Data extracts:

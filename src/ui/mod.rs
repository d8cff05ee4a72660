//! egui rendering. Views are built in `crate::view`; this module only draws
//! them and turns widget interaction into selection updates.

pub mod pages;
pub mod panels;
pub mod plot;
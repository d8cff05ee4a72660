/// Data layer: tables, loading, caching and the pure derivations the pages
/// are built from.
///
/// Architecture:
/// ```text
///  .las / .csv / .parquet
///        │
///        ▼
///   ┌──────────┐      ┌─────────┐
///   │  loader   │◄─────│  cache   │  md5-keyed, never evicted
///   └──────────┘      └─────────┘
///        │  (las for well logs, date normalization)
///        ▼
///   ┌──────────┐
///   │  Dataset  │  Table + source name + LAS well header
///   └──────────┘
///        │
///        ▼
///   filter · resample · stats · decline · kpi   (pure functions)
/// ```

pub mod cache;
pub mod decline;
pub mod filter;
pub mod kpi;
pub mod las;
pub mod loader;
pub mod model;
pub mod resample;
pub mod stats;
use std::collections::BTreeSet;

use crate::error::DashResult;

use super::model::{CellValue, Table};

// ---------------------------------------------------------------------------
// Range filter: depth windows
// ---------------------------------------------------------------------------

/// Rows with `lo <= value <= hi`, both ends inclusive. Missing (NaN) values
/// never pass. An empty result is a valid table, not an error.
pub fn filter_by_range(table: &Table, column: &str, lo: f64, hi: f64) -> DashResult<Table> {
    let values = table.require_numeric(column, "loaded")?;
    Ok(table.take_rows(&range_indices(values, lo, hi)))
}

/// Indices of values inside `[lo, hi]`.
pub fn range_indices(values: &[f64], lo: f64, hi: f64) -> Vec<usize> {
    values
        .iter()
        .enumerate()
        .filter(|(_, v)| lo <= **v && **v <= hi)
        .map(|(i, _)| i)
        .collect()
}

/// `(min, max)` of a numeric column ignoring NaN; `None` if the column is
/// absent, not numeric, or has no values.
pub fn value_range(table: &Table, column: &str) -> Option<(f64, f64)> {
    table
        .numeric(column)?
        .iter()
        .filter(|v| !v.is_nan())
        .fold(None, |acc, &v| match acc {
            None => Some((v, v)),
            Some((lo, hi)) => Some((f64::min(lo, v), f64::max(hi, v))),
        })
}

// ---------------------------------------------------------------------------
// Categorical filter: which wells / formations are selected
// ---------------------------------------------------------------------------

/// All distinct values of `column` selected (i.e., show everything).
pub fn init_selection(table: &Table, column: &str) -> BTreeSet<CellValue> {
    table.unique_values(column)
}

/// Rows whose `column` value is in `selected`.
///
/// A column the table does not have is a stale selection and leaves the
/// table unchanged. An empty `selected` set keeps nothing; callers decide
/// whether an empty selection means "no filter" before calling.
pub fn filter_by_values(table: &Table, column: &str, selected: &BTreeSet<CellValue>) -> Table {
    let Some(col) = table.column(column) else {
        log::warn!("Ignoring selection on missing column '{column}'");
        return table.clone();
    };
    let rows: Vec<usize> = (0..table.n_rows())
        .filter(|&r| selected.contains(&col.value(r)))
        .collect();
    table.take_rows(&rows)
}

#[cfg(test)]
mod tests {
    use super::*;
    use crate::data::model::Column;

    fn logs() -> Table {
        Table::new(vec![
            Column::numeric("DEPTH", vec![99.5, 100.0, 150.0, 200.0, 200.5, f64::NAN]),
            Column::text(
                "Formation",
                ["A", "A", "B", "C", "C", "A"].iter().map(|s| Some(s.to_string())).collect(),
            ),
        ])
        .unwrap()
    }

    #[test]
    fn range_is_inclusive_on_both_ends() {
        let out = filter_by_range(&logs(), "DEPTH", 100.0, 200.0).unwrap();
        assert_eq!(out.numeric("DEPTH").unwrap(), &[100.0, 150.0, 200.0]);
    }

    #[test]
    fn empty_range_is_valid() {
        let out = filter_by_range(&logs(), "DEPTH", 1000.0, 2000.0).unwrap();
        assert!(out.is_empty());
        assert_eq!(out.n_cols(), 2);
    }

    #[test]
    fn range_on_missing_column_is_an_error() {
        assert!(filter_by_range(&logs(), "GR", 0.0, 1.0).is_err());
    }

    #[test]
    fn value_range_skips_nan() {
        assert_eq!(value_range(&logs(), "DEPTH"), Some((99.5, 200.5)));
        assert_eq!(value_range(&logs(), "Formation"), None);
    }

    #[test]
    fn categorical_filter_and_stale_column() {
        let t = logs();
        let sel: BTreeSet<CellValue> = [CellValue::Text("C".into())].into_iter().collect();
        assert_eq!(filter_by_values(&t, "Formation", &sel).n_rows(), 2);
        assert_eq!(filter_by_values(&t, "Lithology", &sel).n_rows(), t.n_rows());
        assert_eq!(init_selection(&t, "Formation").len(), 3);
    }
}
use std::collections::BTreeSet;

use crate::config::DashboardConfig;
use crate::data::filter::{filter_by_range, filter_by_values, value_range};
use crate::data::kpi::{DRILLING_DEPTH, FORMATION, drilling_kpi_columns};
use crate::data::loader::DRILLING_TIMESTAMP;
use crate::data::model::{CellValue, DataKind, Table};
use crate::data::resample::Aggregator;
use crate::data::stats::{aggregate_by, summarize};
use crate::error::DashboardError;
use crate::state::{DrillingColor, DrillingPlot, DrillingSelection, Session};

use super::{
    Axis, Block, ChartSpec, Notice, Section, Series, SeriesStyle, TableView, fmt_num,
    resolve_column, resolve_columns, time_x,
};

pub const TRACK_GROUP: &str = "drilling_tracks";

#[derive(Debug, Clone, Default)]
pub struct DrillingView {
    pub kpi_columns: Vec<String>,
    pub depth_bounds: Option<(f64, f64)>,
    pub depth_range: Option<(f64, f64)>,
    /// Distinct formations in order of appearance; empty without the column.
    pub formations: Vec<CellValue>,
    pub selected_formations: BTreeSet<CellValue>,
    pub has_timestamp: bool,
    pub depth_params: Vec<String>,
    /// Choices for the time plot: `Depth` followed by the KPI columns.
    pub time_options: Vec<String>,
    pub time_params: Vec<String>,
    pub cross_x: Option<String>,
    pub cross_y: Option<String>,
    pub color_by: DrillingColor,
    pub summary_kpi: Option<String>,
    pub sections: Vec<Section>,
}

pub fn build(
    session: &Session,
    selection: &DrillingSelection,
    config: &DashboardConfig,
) -> DrillingView {
    let Some(table) = session.table(DataKind::Drilling) else {
        let mut section = Section::new("Drilling KPI Visualization");
        section.notice(Notice::info(
            "Please upload a CSV file or use sample data to begin analysis.",
        ));
        return DrillingView {
            sections: vec![section],
            ..DrillingView::default()
        };
    };

    let mut view = DrillingView::default();
    let mut preview = Section::new("Drilling Data");
    preview.push(Block::Table(TableView::preview(table, config.preview_rows)));
    view.sections.push(preview);

    view.kpi_columns = drilling_kpi_columns(table);
    view.depth_bounds = value_range(table, DRILLING_DEPTH);
    let Some((min, max)) = view.depth_bounds.filter(|_| !view.kpi_columns.is_empty()) else {
        let mut section = Section::new("Required Columns");
        section.notice(Notice::error(
            "The data does not have the required columns (Depth and KPI columns).",
        ));
        if table.numeric(DRILLING_DEPTH).is_none() {
            section.notice(DashboardError::missing_column(DRILLING_DEPTH, "drilling"));
        }
        view.sections.push(section);
        return view;
    };

    let range = match selection.depth_range {
        Some((lo, hi)) if lo <= hi => (lo.max(min), hi.min(max)),
        _ => (min, max),
    };
    view.depth_range = Some(range);
    let mut filtered = match filter_by_range(table, DRILLING_DEPTH, range.0, range.1) {
        Ok(t) => t,
        Err(e) => {
            let mut section = Section::new("Drilling Plots");
            section.notice(e);
            view.sections.push(section);
            return view;
        }
    };

    if table.has_column(FORMATION) {
        view.formations = table.distinct_in_order(FORMATION);
        if let Some(chosen) = &selection.formations {
            view.selected_formations = view
                .formations
                .iter()
                .filter(|f| chosen.contains(*f))
                .cloned()
                .collect();
        }
        // An empty choice leaves the formation filter off.
        if !view.selected_formations.is_empty() {
            filtered = filter_by_values(&filtered, FORMATION, &view.selected_formations);
        }
    }

    let kpis = view.kpi_columns.clone();
    view.has_timestamp = table.datetime(DRILLING_TIMESTAMP).is_some();
    let default_params = &kpis[..kpis.len().min(3)];
    view.depth_params = resolve_columns(selection.depth_params.as_deref(), &kpis, default_params);
    view.time_options = std::iter::once(DRILLING_DEPTH.to_string())
        .chain(kpis.iter().cloned())
        .collect();
    view.time_params = resolve_columns(
        selection.time_params.as_deref(),
        &view.time_options,
        &view.time_options[..2.min(view.time_options.len())],
    );
    view.cross_x = resolve_column(selection.cross_x.as_deref(), &kpis, 0);
    view.cross_y = resolve_column(selection.cross_y.as_deref(), &kpis, 1);
    view.color_by = match selection.color_by {
        DrillingColor::Formation if view.formations.is_empty() => DrillingColor::Depth,
        other => other,
    };
    view.summary_kpi = resolve_column(selection.summary_kpi.as_deref(), &kpis, 0);

    let plot = match selection.plot {
        DrillingPlot::DepthBased => depth_based(&filtered, &view.depth_params),
        DrillingPlot::TimeBased => time_based(&filtered, &view.time_params),
        DrillingPlot::Crossplot => crossplot(&filtered, &view),
        DrillingPlot::KpiSummary => kpi_summary(&filtered, &view),
    };
    view.sections.extend(plot);
    view
}

fn depth_based(table: &Table, params: &[String]) -> Vec<Section> {
    let mut section = Section::new("Depth-Based Drilling Parameters");
    if params.is_empty() {
        section.notice(Notice::info("Select at least one parameter."));
        return vec![section];
    }
    let tracks: Result<Vec<ChartSpec>, DashboardError> = params
        .iter()
        .map(|param| -> Result<ChartSpec, DashboardError> {
            let depth = table.require_numeric(DRILLING_DEPTH, "drilling")?;
            let values = table.require_numeric(param, "drilling")?;
            Ok(ChartSpec::new(
                format!("drilling_track_{param}"),
                param.as_str(),
                Axis::linear(param.as_str()),
                Axis::depth("Depth (m)"),
            )
            .with_series(Series::from_xy(param.as_str(), SeriesStyle::Line, values, depth))
            .linked(TRACK_GROUP))
        })
        .collect();
    match tracks {
        Ok(tracks) => section.push(Block::Tracks(tracks)),
        Err(e) => section.notice(e),
    }
    vec![section]
}
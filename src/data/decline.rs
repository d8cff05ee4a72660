//! Exponential decline-curve analysis.
//!
//! Fits `ln(q) = ln(qi) - D * t` by ordinary least squares, with `t` in days
//! since the first valid observation, and reports the decline annualized.

use chrono::{Duration, NaiveDateTime};
use statrs::statistics::Statistics;

use crate::error::{DashResult, DashboardError};

/// A fit needs strictly more valid points than this.
pub const MIN_POINTS: usize = 5;

/// How far past the last observation the forecast runs, as a multiple of the
/// observed span.
pub const FORECAST_SPAN: f64 = 1.5;

#[derive(Debug, Clone, PartialEq)]
pub struct DeclinePoint {
    pub date: NaiveDateTime,
    /// Whole days since the first valid observation.
    pub days: i64,
    pub rate: f64,
}

#[derive(Debug, Clone, PartialEq)]
pub struct DeclineFit {
    /// `qi = exp(intercept)`.
    pub initial_production: f64,
    /// Annual decline, `-slope * 365`.
    pub decline_rate: f64,
    pub slope: f64,
    pub intercept: f64,
    /// Coefficient of determination of the log-linear fit.
    pub r_squared: f64,
    /// Valid observations used by the fit.
    pub observed: Vec<DeclinePoint>,
    /// Model evaluated at every whole day of `[0, 1.5 * max_observed_days]`.
    pub forecast: Vec<DeclinePoint>,
}

impl DeclineFit {
    /// Modelled rate after `days` days.
    pub fn rate_at(&self, days: f64) -> f64 {
        (self.intercept + self.slope * days).exp()
    }
}

/// Fit an exponential decline to `(date, production)` pairs.
///
/// Pairs with a missing date or a missing / non-positive rate are excluded.
pub fn decline_curve_fit(
    dates: &[Option<NaiveDateTime>],
    production: &[f64],
) -> DashResult<DeclineFit> {
    let valid: Vec<(NaiveDateTime, f64)> = dates
        .iter()
        .zip(production)
        .filter_map(|(d, q)| match d {
            Some(d) if *q > 0.0 => Some((*d, *q)),
            _ => None,
        })
        .collect();

    if valid.len() <= MIN_POINTS {
        return Err(DashboardError::InsufficientData {
            found: valid.len(),
            needed: MIN_POINTS + 1,
            detail: "decline analysis needs more positive production values".to_string(),
        });
    }

    let first_date = valid.iter().fold(valid[0].0, |acc, (d, _)| acc.min(*d));
    let observed: Vec<DeclinePoint> = valid
        .iter()
        .map(|(date, rate)| DeclinePoint {
            date: *date,
            days: (*date - first_date).num_days(),
            rate: *rate,
        })
        .collect();

    let xs: Vec<f64> = observed.iter().map(|p| p.days as f64).collect();
    let ys: Vec<f64> = observed.iter().map(|p| p.rate.ln()).collect();

    let var_x = xs.iter().variance();
    if var_x == 0.0 {
        return Err(DashboardError::InsufficientData {
            found: 1,
            needed: 2,
            detail: "all production values fall on the same day".to_string(),
        });
    }
    let var_y = ys.iter().variance();
    let cov = xs.iter().covariance(ys.iter());

    let slope = cov / var_x;
    let intercept = ys.iter().mean() - slope * xs.iter().mean();
    // A flat series has no variance to explain.
    let r = if var_y == 0.0 {
        0.0
    } else {
        (cov / (var_x.sqrt() * var_y.sqrt())).clamp(-1.0, 1.0)
    };

    let max_days = observed.iter().map(|p| p.days).fold(0, i64::max);
    let horizon = (max_days as f64 * FORECAST_SPAN).floor() as i64;
    let forecast = (0..=horizon)
        .map(|day| DeclinePoint {
            date: first_date + Duration::days(day),
            days: day,
            rate: (intercept + slope * day as f64).exp(),
        })
        .collect();

    let fit = DeclineFit {
        initial_production: intercept.exp(),
        decline_rate: -slope * 365.0,
        slope,
        intercept,
        r_squared: r * r,
        observed,
        forecast,
    };
    log::debug!(
        "Decline fit: qi={:.2}, D={:.4}/yr, R²={:.4} over {} points",
        fit.initial_production,
        fit.decline_rate,
        fit.r_squared,
        fit.observed.len()
    );
    Ok(fit)
}

#[cfg(test)]
mod tests {
    use chrono::NaiveDate;

    use super::*;

    fn day(n: i64) -> Option<NaiveDateTime> {
        let start = NaiveDate::from_ymd_opt(2023, 1, 1).unwrap().and_hms_opt(0, 0, 0).unwrap();
        Some(start + Duration::days(n))
    }

    #[test]
    fn recovers_exponential_decline() {
        let dates: Vec<_> = (0..30).map(day).collect();
        let q: Vec<f64> = (0..30).map(|t| 100.0 * (-0.001 * t as f64).exp()).collect();
        let fit = decline_curve_fit(&dates, &q).unwrap();
        assert!((fit.decline_rate - 0.365).abs() < 1e-6, "{}", fit.decline_rate);
        assert!((fit.initial_production - 100.0).abs() < 1e-6);
        assert!((fit.r_squared - 1.0).abs() < 1e-9);
        // 29 observed days -> forecast over 0..=43.
        assert_eq!(fit.forecast.len(), 44);
        assert_eq!(fit.forecast[0].days, 0);
        assert!((fit.rate_at(10.0) - q[10]).abs() < 1e-6);
    }

    #[test]
    fn four_points_are_insufficient() {
        let dates: Vec<_> = (0..4).map(day).collect();
        let err = decline_curve_fit(&dates, &[10.0, 9.0, 8.0, 7.0]).unwrap_err();
        assert!(matches!(err, DashboardError::InsufficientData { found: 4, .. }));
    }

    #[test]
    fn non_positive_and_missing_values_are_excluded() {
        let dates: Vec<_> = (0..8).map(day).collect();
        // Only five usable values remain.
        let q = [10.0, 0.0, -1.0, f64::NAN, 8.0, 7.0, 6.0, 5.0];
        assert!(decline_curve_fit(&dates, &q).is_err());

        let mut dates = dates;
        dates[1] = None;
        let q = [10.0, 9.0, 8.5, 8.0, 7.5, 7.0, 6.5, 6.0];
        let fit = decline_curve_fit(&dates, &q).unwrap();
        assert_eq!(fit.observed.len(), 7);
    }

    #[test]
    fn elapsed_days_start_at_first_valid_date() {
        let dates: Vec<_> = (0..8).map(day).collect();
        let q = [0.0, 12.0, 10.0, 9.0, 8.0, 7.0, 6.0, 5.0];
        let fit = decline_curve_fit(&dates, &q).unwrap();
        assert_eq!(fit.observed[0].days, 0);
        assert_eq!(fit.observed.last().unwrap().days, 6);
    }

    #[test]
    fn flat_production_has_zero_r_squared() {
        let dates: Vec<_> = (0..10).map(day).collect();
        let fit = decline_curve_fit(&dates, &[1.0; 10]).unwrap();
        assert_eq!(fit.r_squared, 0.0);
        assert!(fit.decline_rate.abs() < 1e-12);
    }
}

Work to complete:
Every line of the records above that contains the word "pure" should be counted, and only the total given.

Task output:
2